Would you please copy every line from the records that contains the word "BandSpec"?

Saved entries
· · · · ·

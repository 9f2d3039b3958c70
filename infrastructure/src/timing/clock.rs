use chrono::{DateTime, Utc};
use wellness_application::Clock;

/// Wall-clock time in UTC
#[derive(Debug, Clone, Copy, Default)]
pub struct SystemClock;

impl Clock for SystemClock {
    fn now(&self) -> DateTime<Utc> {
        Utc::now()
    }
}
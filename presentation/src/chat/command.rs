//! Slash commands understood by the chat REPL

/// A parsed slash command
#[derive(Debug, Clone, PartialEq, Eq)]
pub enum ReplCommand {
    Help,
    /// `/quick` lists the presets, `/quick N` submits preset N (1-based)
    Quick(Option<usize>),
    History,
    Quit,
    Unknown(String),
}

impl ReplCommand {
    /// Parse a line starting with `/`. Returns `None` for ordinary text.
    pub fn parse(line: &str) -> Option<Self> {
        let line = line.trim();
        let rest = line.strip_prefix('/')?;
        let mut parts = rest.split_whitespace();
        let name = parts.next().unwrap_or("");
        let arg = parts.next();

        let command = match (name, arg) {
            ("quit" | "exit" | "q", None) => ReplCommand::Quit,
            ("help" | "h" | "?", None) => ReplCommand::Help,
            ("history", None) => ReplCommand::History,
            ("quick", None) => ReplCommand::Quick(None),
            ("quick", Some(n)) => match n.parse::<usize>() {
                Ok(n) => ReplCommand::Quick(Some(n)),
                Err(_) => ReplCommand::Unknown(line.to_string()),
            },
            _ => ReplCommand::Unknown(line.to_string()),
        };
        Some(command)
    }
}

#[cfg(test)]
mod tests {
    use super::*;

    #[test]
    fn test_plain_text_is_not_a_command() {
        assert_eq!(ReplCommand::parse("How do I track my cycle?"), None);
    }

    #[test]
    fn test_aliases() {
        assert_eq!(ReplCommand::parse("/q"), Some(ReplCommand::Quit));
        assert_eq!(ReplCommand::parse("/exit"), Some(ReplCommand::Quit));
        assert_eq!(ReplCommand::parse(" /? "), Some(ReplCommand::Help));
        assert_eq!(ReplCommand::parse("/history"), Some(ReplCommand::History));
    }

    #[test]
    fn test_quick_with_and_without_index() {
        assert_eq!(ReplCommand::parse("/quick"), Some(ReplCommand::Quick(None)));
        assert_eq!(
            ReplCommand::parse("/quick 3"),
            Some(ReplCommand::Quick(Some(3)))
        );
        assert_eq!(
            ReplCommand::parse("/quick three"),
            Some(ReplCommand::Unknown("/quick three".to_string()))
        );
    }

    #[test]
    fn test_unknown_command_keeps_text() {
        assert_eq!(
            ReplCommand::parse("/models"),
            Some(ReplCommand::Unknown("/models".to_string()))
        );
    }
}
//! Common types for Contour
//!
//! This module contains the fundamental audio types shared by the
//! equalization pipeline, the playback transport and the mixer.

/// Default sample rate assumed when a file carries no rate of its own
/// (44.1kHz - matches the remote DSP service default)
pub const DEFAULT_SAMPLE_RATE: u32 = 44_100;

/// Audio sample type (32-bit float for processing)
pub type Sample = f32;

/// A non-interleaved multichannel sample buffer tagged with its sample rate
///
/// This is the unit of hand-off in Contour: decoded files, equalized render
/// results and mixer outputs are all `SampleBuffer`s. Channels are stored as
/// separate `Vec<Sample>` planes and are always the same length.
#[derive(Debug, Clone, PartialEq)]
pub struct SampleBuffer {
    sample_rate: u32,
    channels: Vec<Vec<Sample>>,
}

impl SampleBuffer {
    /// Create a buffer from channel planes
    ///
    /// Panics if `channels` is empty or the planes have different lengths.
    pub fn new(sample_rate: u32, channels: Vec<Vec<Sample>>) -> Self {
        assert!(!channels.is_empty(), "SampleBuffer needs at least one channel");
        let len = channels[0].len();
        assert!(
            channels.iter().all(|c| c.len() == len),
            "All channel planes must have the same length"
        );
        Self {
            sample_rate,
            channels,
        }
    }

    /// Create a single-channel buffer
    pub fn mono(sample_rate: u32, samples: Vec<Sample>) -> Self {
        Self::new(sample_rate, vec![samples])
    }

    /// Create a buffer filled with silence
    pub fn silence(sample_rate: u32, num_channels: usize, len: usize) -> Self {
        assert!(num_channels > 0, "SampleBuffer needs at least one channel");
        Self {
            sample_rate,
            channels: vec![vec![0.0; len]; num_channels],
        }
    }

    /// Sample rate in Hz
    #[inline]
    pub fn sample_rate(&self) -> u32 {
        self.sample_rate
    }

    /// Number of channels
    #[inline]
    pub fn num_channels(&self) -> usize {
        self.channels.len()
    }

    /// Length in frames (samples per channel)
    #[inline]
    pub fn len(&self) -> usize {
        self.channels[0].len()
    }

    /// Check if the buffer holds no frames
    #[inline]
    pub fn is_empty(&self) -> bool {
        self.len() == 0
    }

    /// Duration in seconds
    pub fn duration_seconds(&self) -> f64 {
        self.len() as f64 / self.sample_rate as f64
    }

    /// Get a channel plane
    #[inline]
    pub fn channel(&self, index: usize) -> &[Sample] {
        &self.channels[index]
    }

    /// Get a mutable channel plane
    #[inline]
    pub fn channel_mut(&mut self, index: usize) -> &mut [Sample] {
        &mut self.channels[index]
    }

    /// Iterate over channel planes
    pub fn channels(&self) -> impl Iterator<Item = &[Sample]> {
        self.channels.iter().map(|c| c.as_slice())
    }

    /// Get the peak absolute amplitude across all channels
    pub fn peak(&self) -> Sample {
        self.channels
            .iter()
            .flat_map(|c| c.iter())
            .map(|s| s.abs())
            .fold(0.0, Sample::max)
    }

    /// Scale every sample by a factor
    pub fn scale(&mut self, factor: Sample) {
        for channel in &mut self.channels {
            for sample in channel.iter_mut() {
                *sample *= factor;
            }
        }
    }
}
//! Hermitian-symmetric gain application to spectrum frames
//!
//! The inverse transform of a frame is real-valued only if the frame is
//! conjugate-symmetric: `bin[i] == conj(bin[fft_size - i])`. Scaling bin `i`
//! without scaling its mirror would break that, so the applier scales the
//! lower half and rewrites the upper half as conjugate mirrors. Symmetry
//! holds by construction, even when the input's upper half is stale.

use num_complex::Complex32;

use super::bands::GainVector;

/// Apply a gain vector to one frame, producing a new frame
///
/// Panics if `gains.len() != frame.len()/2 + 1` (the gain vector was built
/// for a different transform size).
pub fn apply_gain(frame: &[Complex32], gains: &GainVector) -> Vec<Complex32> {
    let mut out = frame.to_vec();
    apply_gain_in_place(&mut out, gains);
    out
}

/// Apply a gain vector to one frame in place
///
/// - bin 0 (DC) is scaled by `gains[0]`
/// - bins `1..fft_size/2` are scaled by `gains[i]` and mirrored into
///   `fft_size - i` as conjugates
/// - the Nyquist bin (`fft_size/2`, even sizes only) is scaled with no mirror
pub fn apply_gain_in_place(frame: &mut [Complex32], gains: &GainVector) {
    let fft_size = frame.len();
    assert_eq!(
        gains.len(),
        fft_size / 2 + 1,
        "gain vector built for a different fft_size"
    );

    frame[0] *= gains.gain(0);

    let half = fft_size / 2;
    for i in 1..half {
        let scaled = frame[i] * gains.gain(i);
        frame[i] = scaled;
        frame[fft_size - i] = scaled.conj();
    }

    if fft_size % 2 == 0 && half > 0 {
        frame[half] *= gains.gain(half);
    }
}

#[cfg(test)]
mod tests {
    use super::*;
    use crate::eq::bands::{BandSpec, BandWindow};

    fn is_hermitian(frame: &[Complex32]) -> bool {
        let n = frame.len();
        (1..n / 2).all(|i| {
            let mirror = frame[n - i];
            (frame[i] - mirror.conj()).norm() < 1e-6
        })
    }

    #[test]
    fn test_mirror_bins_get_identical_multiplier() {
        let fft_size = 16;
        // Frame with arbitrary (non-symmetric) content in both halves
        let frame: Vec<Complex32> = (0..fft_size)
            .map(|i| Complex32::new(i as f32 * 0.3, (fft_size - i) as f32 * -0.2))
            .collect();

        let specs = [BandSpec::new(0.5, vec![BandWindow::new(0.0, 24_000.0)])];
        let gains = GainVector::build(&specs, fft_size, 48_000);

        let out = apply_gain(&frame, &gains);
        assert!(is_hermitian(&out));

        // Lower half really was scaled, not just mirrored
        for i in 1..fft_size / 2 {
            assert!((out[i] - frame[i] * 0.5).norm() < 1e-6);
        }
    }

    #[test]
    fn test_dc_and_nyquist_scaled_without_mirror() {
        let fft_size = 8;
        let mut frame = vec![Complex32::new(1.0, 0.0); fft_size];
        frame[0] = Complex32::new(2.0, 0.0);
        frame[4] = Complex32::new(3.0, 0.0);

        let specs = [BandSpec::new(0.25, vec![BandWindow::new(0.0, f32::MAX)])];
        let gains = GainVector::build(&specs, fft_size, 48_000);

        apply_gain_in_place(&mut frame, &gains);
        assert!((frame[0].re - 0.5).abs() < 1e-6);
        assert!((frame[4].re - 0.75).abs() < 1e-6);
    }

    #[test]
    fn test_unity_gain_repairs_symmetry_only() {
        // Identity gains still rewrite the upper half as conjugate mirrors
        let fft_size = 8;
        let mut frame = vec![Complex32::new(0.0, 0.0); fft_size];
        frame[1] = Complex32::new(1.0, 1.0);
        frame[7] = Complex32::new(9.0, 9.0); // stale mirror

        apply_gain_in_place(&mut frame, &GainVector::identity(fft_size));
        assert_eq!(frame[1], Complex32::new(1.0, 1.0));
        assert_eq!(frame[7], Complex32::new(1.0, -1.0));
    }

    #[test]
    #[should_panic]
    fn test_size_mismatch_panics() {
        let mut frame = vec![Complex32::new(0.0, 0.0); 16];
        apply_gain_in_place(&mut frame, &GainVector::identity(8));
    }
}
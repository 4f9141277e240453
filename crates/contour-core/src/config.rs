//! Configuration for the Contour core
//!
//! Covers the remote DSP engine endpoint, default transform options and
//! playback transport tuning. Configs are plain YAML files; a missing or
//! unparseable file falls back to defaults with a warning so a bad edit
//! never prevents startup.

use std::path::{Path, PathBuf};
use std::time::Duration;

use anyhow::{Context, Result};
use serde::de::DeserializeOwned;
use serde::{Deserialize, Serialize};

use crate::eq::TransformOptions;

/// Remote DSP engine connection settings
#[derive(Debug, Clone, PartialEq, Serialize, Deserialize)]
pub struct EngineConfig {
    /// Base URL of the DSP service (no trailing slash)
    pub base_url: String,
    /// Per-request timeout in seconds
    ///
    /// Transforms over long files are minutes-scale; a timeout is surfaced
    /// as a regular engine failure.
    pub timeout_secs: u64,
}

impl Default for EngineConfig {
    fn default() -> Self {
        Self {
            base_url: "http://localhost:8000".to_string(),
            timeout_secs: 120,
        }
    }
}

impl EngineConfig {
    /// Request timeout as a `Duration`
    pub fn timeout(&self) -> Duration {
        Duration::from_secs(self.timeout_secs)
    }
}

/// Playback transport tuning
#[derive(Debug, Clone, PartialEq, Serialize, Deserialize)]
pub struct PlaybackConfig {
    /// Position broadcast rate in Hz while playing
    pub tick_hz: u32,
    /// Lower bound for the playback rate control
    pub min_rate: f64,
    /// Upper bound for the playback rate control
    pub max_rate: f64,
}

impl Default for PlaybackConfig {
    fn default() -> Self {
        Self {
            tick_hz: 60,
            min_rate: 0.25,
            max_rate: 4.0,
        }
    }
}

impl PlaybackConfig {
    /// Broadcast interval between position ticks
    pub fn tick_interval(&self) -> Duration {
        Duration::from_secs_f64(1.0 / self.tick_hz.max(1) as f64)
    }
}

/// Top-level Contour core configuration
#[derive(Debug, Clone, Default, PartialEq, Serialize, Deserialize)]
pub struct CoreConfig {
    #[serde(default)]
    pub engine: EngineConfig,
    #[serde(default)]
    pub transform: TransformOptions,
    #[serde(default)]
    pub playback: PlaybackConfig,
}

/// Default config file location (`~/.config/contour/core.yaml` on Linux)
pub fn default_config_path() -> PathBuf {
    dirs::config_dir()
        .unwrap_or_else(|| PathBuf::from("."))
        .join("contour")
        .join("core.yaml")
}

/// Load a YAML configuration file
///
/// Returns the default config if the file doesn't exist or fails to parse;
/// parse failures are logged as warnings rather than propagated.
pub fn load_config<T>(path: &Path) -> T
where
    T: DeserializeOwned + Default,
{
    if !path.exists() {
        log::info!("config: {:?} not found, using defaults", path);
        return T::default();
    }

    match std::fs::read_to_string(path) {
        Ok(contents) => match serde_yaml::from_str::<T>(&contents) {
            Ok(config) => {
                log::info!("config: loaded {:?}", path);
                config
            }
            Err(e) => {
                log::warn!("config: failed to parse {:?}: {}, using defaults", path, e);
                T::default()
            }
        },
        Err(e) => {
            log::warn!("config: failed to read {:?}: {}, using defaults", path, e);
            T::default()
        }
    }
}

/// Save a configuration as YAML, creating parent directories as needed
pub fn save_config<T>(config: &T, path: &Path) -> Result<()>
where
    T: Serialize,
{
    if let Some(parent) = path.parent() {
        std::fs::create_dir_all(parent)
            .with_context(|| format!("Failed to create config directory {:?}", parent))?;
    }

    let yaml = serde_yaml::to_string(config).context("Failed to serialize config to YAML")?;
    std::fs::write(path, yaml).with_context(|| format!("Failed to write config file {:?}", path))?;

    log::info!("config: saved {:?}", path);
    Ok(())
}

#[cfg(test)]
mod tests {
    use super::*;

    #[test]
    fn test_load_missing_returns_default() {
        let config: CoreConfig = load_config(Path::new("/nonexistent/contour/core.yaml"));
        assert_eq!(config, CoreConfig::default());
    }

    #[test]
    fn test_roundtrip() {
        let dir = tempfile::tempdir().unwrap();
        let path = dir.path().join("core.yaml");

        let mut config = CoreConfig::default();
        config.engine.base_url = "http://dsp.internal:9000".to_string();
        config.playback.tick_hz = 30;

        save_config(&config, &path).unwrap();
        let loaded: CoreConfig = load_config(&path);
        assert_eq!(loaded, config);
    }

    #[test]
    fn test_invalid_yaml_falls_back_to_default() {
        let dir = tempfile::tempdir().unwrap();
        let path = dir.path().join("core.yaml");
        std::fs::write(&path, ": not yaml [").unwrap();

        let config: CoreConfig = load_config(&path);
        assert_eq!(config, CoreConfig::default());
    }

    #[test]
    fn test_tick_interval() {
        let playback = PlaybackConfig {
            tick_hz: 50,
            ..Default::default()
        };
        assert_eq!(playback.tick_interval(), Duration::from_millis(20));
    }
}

· · · · ·

Response area:
    use crate::eq::bands::{BandSpec, BandWindow};
        let specs = [BandSpec::new(0.5, vec![BandWindow::new(0.0, 24_000.0)])];
        let specs = [BandSpec::new(0.25, vec![BandWindow::new(0.0, f32::MAX)])];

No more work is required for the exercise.